What advice can you give to people who want to start a vegan diet today?
Do your research. It's okay to start it immediately, but you have to do your homework. There's a lot of information out there now, even on our site. We decided to offer an online culinary school and a culinary nutrition course because people didn't know how to get their proteins and their fats. Some try to replace it all with a lot of nuts when lentils probably have the highest amount of plant-based protein. It shouldn't be as daunting as people make it though. It's not as scientific as people tend to think. These are basics. But you have to learn these basics.
A lot of vegans struggle with Thanksgiving and the holidays. What do you do in those large dinner situations?
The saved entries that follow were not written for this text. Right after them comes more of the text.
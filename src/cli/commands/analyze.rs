//! Analyze command implementation.

use crate::analysis::{key_points, SummaryType};
use crate::assistant::{AnalyzeRequest, Assistant};
use crate::cli::output::format_duration;
use crate::cli::Output;
use crate::config::Settings;
use crate::openai::check_api_key;
use crate::youtube::parse_video_id;
use anyhow::Result;

/// Analyze one video in the foreground and print the result.
pub async fn run_analyze(
    url: &str,
    summary_type: &str,
    sentiment: bool,
    no_topics: bool,
    no_questions: bool,
    settings: Settings,
) -> Result<()> {
    check_api_key(&settings.llm)?;

    let summary_type: SummaryType = summary_type.parse().map_err(|e: String| anyhow::anyhow!(e))?;
    let video_id = parse_video_id(url)?;

    let mut request = AnalyzeRequest::new(url);
    request.summary_type = summary_type;
    request.include_sentiment = sentiment;
    request.include_topics = !no_topics;
    request.include_questions = !no_questions;

    let assistant = Assistant::from_settings(settings)?;

    let spinner = Output::spinner(&format!("Analyzing {}...", video_id));
    let result = assistant.analyze_now(&video_id, &request.options()).await;
    spinner.finish_and_clear();
    let analysis = result?;

    Output::header(&analysis.metadata.title);
    Output::kv("Channel", &analysis.metadata.author_name);
    Output::kv("URL", &analysis.metadata.video_url);
    Output::kv("Language", &analysis.language);
    Output::kv("Chunks", &analysis.chunk_count.to_string());
    Output::kv("Took", &format_duration(analysis.processing_time));

    if let Some(summary) = analysis.summary(summary_type) {
        Output::header(&format!("Summary ({})", summary_type));
        for point in key_points(summary) {
            Output::paragraph(&point);
        }
    }

    if let Some(sentiment) = &analysis.sentiment {
        Output::header("Sentiment");
        let confidence = sentiment
            .confidence
            .as_deref()
            .map(|c| format!(" ({} confidence)", c))
            .unwrap_or_default();
        Output::info(&format!("{:?}{}", sentiment.label, confidence));
    }

    if !analysis.topics.is_empty() {
        Output::header("Topics");
        for topic in &analysis.topics {
            Output::topic(&topic.name, &topic.description);
        }
    }

    if !analysis.suggested_questions.is_empty() {
        Output::header("Suggested questions");
        for question in &analysis.suggested_questions {
            Output::list_item(question);
        }
    }

    println!();
    Output::success("Analysis complete.");
    Ok(())
}
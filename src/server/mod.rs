//! HTTP API server.
//!
//! REST endpoints for analysis, chat and reports, plus an optional web page at `/`.

pub mod api;
mod ui;

use crate::assistant::Assistant;
use axum::{
    routing::{delete, get, post, MethodRouter},
    Router,
};
use std::sync::Arc;
use tower_http::cors::{Any, CorsLayer};
use tower_http::trace::TraceLayer;

/// Shared application state.
pub type AppState = Arc<Assistant>;

/// Build the router. With `ui` the web page is served at `/`, otherwise a JSON index.
pub fn router(assistant: AppState, ui: bool) -> Router {
    let cors = CorsLayer::new()
        .allow_origin(Any)
        .allow_methods(Any)
        .allow_headers(Any);

    let root: MethodRouter<AppState> = if ui {
        get(ui::index)
    } else {
        get(api::index)
    };

    Router::new()
        .route("/", root)
        .route("/health", get(api::health))
        .route("/api/v1/analyze", post(api::analyze))
        .route("/api/v1/status/{video_id}", get(api::status))
        .route("/api/v1/analysis/{video_id}", get(api::analysis))
        .route("/api/v1/chat", post(api::chat))
        .route("/api/v1/sessions/{session_id}/history", get(api::history))
        .route("/api/v1/chat/history/{session_id}", get(api::history))
        .route("/api/v1/videos", get(api::videos))
        .route("/api/v1/cache", delete(api::clear_cache))
        .route("/api/v1/cache/{video_id}", delete(api::clear_video))
        .route("/api/v1/compare", post(api::compare))
        .route("/api/v1/compare/{id}", get(api::comparison))
        .route("/api/v1/trends", post(api::trends))
        .route("/api/v1/trends/{id}", get(api::trend_report))
        .layer(TraceLayer::new_for_http())
        .layer(cors)
        .with_state(assistant)
}

/// Endpoint listing shown at startup and by the JSON index.
pub const ENDPOINTS: &[(&str, &str)] = &[
    ("Health", "GET    /health"),
    ("Analyze", "POST   /api/v1/analyze"),
    ("Status", "GET    /api/v1/status/{video_id}"),
    ("Analysis", "GET    /api/v1/analysis/{video_id}?summary_type="),
    ("Chat", "POST   /api/v1/chat"),
    ("History", "GET    /api/v1/sessions/{session_id}/history"),
    ("Videos", "GET    /api/v1/videos"),
    ("Clear cache", "DELETE /api/v1/cache[/{video_id}]"),
    ("Compare", "POST   /api/v1/compare, GET /api/v1/compare/{id}"),
    ("Trends", "POST   /api/v1/trends, GET /api/v1/trends/{id}"),
];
I never try to replicate anything. I never try to make a turkey out of a coconut or tofu. For me it's about doing food that feeds the spirit. That's what the holidays are about. I love lentils and legumes. I like roast sweet potato, or a nice squash dish. Maybe add some avocado, pistachios and a touch of lemon. We make our own cheese from sprouted raw cashew. It tastes amazing and it has a great balance of raw protein. In the beginning we did some comparative food, just so people would have a point of reference. But as time goes on and people are more open. You don't have to pretend the beet is a steak.
People have started to really care where their food comes from and there are a lot of food documentaries out there right now. Some of them seem to be trying to scare people into change, what are your thoughts on that?
I think some people think the shift will happen when our hospitals get overcrowded or when enough people see scare documentaries like Forks Over Knives, but I personally don't think that. I don't think scare tactics work. I think when the plants are displayed in a better looking environment, when they taste better than the traditional cuisine, that's when things are going to move. That starts when chefs embrace it, and that's why I started a culinary school.
There's been a lot of attention on the vegan diet recently with a number of celebrities trying it out. Is that something that you've been aware of for a while?
Absolutely. We've placed chefs in the homes of a number of big stars, as well as helped educate some of their own personal chefs. One of our first clients was a very well known NFL quarterback. One of the most well known basketball players in the world recently worked with us and people have been noticing his health improvement. It's great to be a part of that.
The New York City Wine and Food Festival is a huge event every year, how does it feel to be able to offer a vegan option this year?
I've been watching all the food festivals for years, I check sites like Eater and I've been reading about the Burger Bash but we've never gotten invited. Last year they invited us to do the South Beach event and now to be able to do this one with my friends and chefs that I respect (like Daphne Cheng and Tyler Kord, who's friends with my colleague Scott Winegard) is a blast. In the future, I hope to see even more plant based options, but this is another huge step.